Maram was one of the 35,000 people who left Aleppo last week as Syrian regime forces retook the city’s formerly rebel-held eastern districts.
As the evacuation ended on Thursday and snow blanketed the burned ground, opposition fighters and civilians were forced to the rebel-held countryside to the west, and to Idlib province on the Turkish border.
Medical staff are now overwhelmed by the influx of wounded Aleppans, who were under siege and aerial bombardment for more than 100 days. Thousands are suffering from infected shrapnel wounds, hypothermia and malnutrition. Surgeons are operating for up to 12 hours a day, and medical facilities are running at double capacity
Maram’s case is typical, according to Hakimi, who heads the charity Syria Relief, which is among a dozen aid organisations supporting the displaced from Aleppo. “She had no parents and was left in the hospital; she was taken by the ambulance and we found the names of her grandfather and her stepmother.”

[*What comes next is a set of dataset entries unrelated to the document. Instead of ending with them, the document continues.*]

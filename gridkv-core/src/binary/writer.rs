//! Little-endian binary writer over a growable byte buffer.

use bytes::{BufMut, BytesMut};
use uuid::Uuid;

/// Writes fixed-width primitives to a growable buffer in wire order.
///
/// All multi-byte integers are little-endian. Strings are written as an
/// `i32` byte length followed by UTF-8 bytes.
#[derive(Debug, Default)]
pub struct BinaryWriter {
    buf: BytesMut,
}

impl BinaryWriter {
    /// Creates an empty writer.
    pub fn new() -> Self {
        Self { buf: BytesMut::new() }
    }

    /// Creates a writer with pre-allocated capacity.
    pub fn with_capacity(capacity: usize) -> Self {
        Self {
            buf: BytesMut::with_capacity(capacity),
        }
    }

    /// Returns the number of bytes written so far.
    pub fn len(&self) -> usize {
        self.buf.len()
    }

    /// Returns `true` if nothing has been written.
    pub fn is_empty(&self) -> bool {
        self.buf.is_empty()
    }

    /// Consumes the writer and returns the written bytes.
    pub fn into_bytes(self) -> BytesMut {
        self.buf
    }

    /// Returns the written bytes as a slice.
    pub fn as_slice(&self) -> &[u8] {
        &self.buf
    }

    /// Writes a signed 8-bit integer.
    pub fn write_i8(&mut self, value: i8) {
        self.buf.put_i8(value);
    }

    /// Writes an unsigned 8-bit integer.
    pub fn write_u8(&mut self, value: u8) {
        self.buf.put_u8(value);
    }

    /// Writes a signed 16-bit integer.
    pub fn write_i16(&mut self, value: i16) {
        self.buf.put_i16_le(value);
    }

    /// Writes a signed 32-bit integer.
    pub fn write_i32(&mut self, value: i32) {
        self.buf.put_i32_le(value);
    }

    /// Writes a signed 64-bit integer.
    pub fn write_i64(&mut self, value: i64) {
        self.buf.put_i64_le(value);
    }

    /// Writes a 32-bit float.
    pub fn write_f32(&mut self, value: f32) {
        self.buf.put_f32_le(value);
    }

    /// Writes a 64-bit float.
    pub fn write_f64(&mut self, value: f64) {
        self.buf.put_f64_le(value);
    }

    /// Writes a boolean as a single byte (1 or 0).
    pub fn write_bool(&mut self, value: bool) {
        self.buf.put_u8(u8::from(value));
    }

    /// Writes a UUID as its 16 big-endian bytes.
    pub fn write_uuid(&mut self, value: &Uuid) {
        self.buf.put_slice(value.as_bytes());
    }

    /// Writes a string as an `i32` byte length followed by UTF-8 bytes.
    pub fn write_string(&mut self, value: &str) {
        self.buf.put_i32_le(value.len() as i32);
        self.buf.put_slice(value.as_bytes());
    }

    /// Writes raw bytes without a length prefix.
    pub fn write_raw(&mut self, value: &[u8]) {
        self.buf.put_slice(value);
    }

    /// Writes a byte array as an `i32` length followed by its bytes.
    pub fn write_bytes(&mut self, value: &[u8]) {
        self.buf.put_i32_le(value.len() as i32);
        self.buf.put_slice(value);
    }
}
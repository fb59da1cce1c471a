//! Length-delimited framing for the GridKV binary protocol.
//!
//! Every message on the wire is an `i32` little-endian byte length followed
//! by that many payload bytes. Requests carry `i16 opCode | i64 requestId |
//! body`; responses carry `i64 requestId | [i16 flags | topology version] |
//! i32 status | (errorMessage | body)`. This module handles the length
//! delimiting; header layout is interpreted by the session.

use bytes::{Buf, BufMut, BytesMut};

use super::constants::{REQUEST_HEADER_SIZE, SIZE_OF_LENGTH_FIELD};

/// Appends a complete request frame to `dst`.
pub fn write_request(dst: &mut BytesMut, op_code: i16, request_id: i64, payload: &[u8]) {
    let length = REQUEST_HEADER_SIZE + payload.len();
    dst.reserve(SIZE_OF_LENGTH_FIELD + length);
    dst.put_i32_le(length as i32);
    dst.put_i16_le(op_code);
    dst.put_i64_le(request_id);
    dst.put_slice(payload);
}

/// Appends a raw length-prefixed frame to `dst`.
pub fn write_frame(dst: &mut BytesMut, payload: &[u8]) {
    dst.reserve(SIZE_OF_LENGTH_FIELD + payload.len());
    dst.put_i32_le(payload.len() as i32);
    dst.put_slice(payload);
}

/// Extracts one complete frame payload from `src`.
///
/// Returns `None` when the buffer does not yet hold a complete frame; the
/// length prefix and payload are left in place for the next call.
pub fn read_frame(src: &mut BytesMut) -> Option<BytesMut> {
    if src.len() < SIZE_OF_LENGTH_FIELD {
        return None;
    }

    let length = i32::from_le_bytes([src[0], src[1], src[2], src[3]]);
    if length < 0 {
        // a negative length means the stream is corrupt; surface everything
        // we have so the caller fails parsing it
        let garbage = src.split();
        return Some(garbage);
    }
    let length = length as usize;

    if src.len() < SIZE_OF_LENGTH_FIELD + length {
        return None;
    }

    src.advance(SIZE_OF_LENGTH_FIELD);
    Some(src.split_to(length))
}
//! Wire protocol: constants, framing, handshake, and partition metadata.

pub mod constants;
pub mod frame;
pub mod handshake;
pub mod partitions;

pub use handshake::{HandshakeRequest, HandshakeResponse, ProtocolVersion};
pub use partitions::{AffinityTopologyVersion, CacheGroup, CachePartitionsResponse, GroupCacheEntry};
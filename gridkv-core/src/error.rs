//! Error types for GridKV client operations.

use std::io;
use std::sync::Arc;

use thiserror::Error;

/// The main error type for GridKV client operations.
///
/// This enum covers client-side errors (configuration, connection, routing)
/// and server-side errors (returned as a non-zero status in a response frame).
#[derive(Debug, Error, Clone)]
pub enum GridError {
    /// A caller supplied an invalid argument (bad endpoint string, empty
    /// endpoint list, empty cache name). Raised synchronously from
    /// configuration and cache entry points.
    #[error("illegal argument: {0}")]
    IllegalArgument(String),

    /// An operation was attempted while the router is in the wrong state.
    #[error("illegal state: client is {0}")]
    IllegalState(String),

    /// Opening the TCP or TLS socket failed. Retried across endpoints during
    /// the initial sweep; surfaced only when every endpoint fails.
    #[error("Connection failed: {0}")]
    ConnectionFailed(String),

    /// The server rejected protocol version negotiation.
    #[error("handshake rejected: {0}")]
    HandshakeFailed(String),

    /// The server rejected the supplied credentials.
    #[error("authentication failed: {0}")]
    AuthFailed(String),

    /// A session died while a request was outstanding, or before the response
    /// arrived. The router recovers from this error by failing over; it is
    /// surfaced only when no sessions remain.
    #[error("Lost connection: {0}")]
    LostConnection(String),

    /// The server completed the request with a non-zero status.
    #[error("operation error ({code}): {message}")]
    Operation {
        /// The server status code from the response frame.
        code: i32,
        /// The error message reported by the server.
        message: String,
    },

    /// The binary codec refused a value/type combination, or a buffer ended
    /// before the value it carries.
    #[error("serialization error: {0}")]
    Serialization(String),

    /// I/O errors from the standard library (wrapped in `Arc` for `Clone`).
    #[error("I/O error: {0}")]
    Io(Arc<io::Error>),
}

impl From<io::Error> for GridError {
    fn from(err: io::Error) -> Self {
        GridError::Io(Arc::new(err))
    }
}

impl GridError {
    /// Returns `true` if this error triggers failover inside the router.
    ///
    /// Only a lost connection is recoverable by retrying on another node;
    /// every other error surfaces to the caller unmodified.
    pub fn is_lost_connection(&self) -> bool {
        matches!(self, Self::LostConnection(_))
    }

    /// Creates an `Operation` error from a server status code and message.
    pub fn from_server(code: i32, message: String) -> Self {
        Self::Operation { code, message }
    }

    /// Returns the server status code if this is an `Operation` error.
    pub fn server_code(&self) -> Option<i32> {
        match self {
            Self::Operation { code, .. } => Some(*code),
            _ => None,
        }
    }
}

/// A specialized `Result` type for GridKV operations.
pub type Result<T> = std::result::Result<T, GridError>;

Doctors in Idlib are seeing dozens of “infected and gangrenous” wounds, Hakimi said, noting that some patients may need amputations, or could be left with other long-term disabilities.
“Due to the continuous air strikes [on Aleppo], there are children who have shrapnel in their spines,” he explained. “That has caused them to be paralysed. We are seeing children who have lost vision in one eye because of the shrapnel.”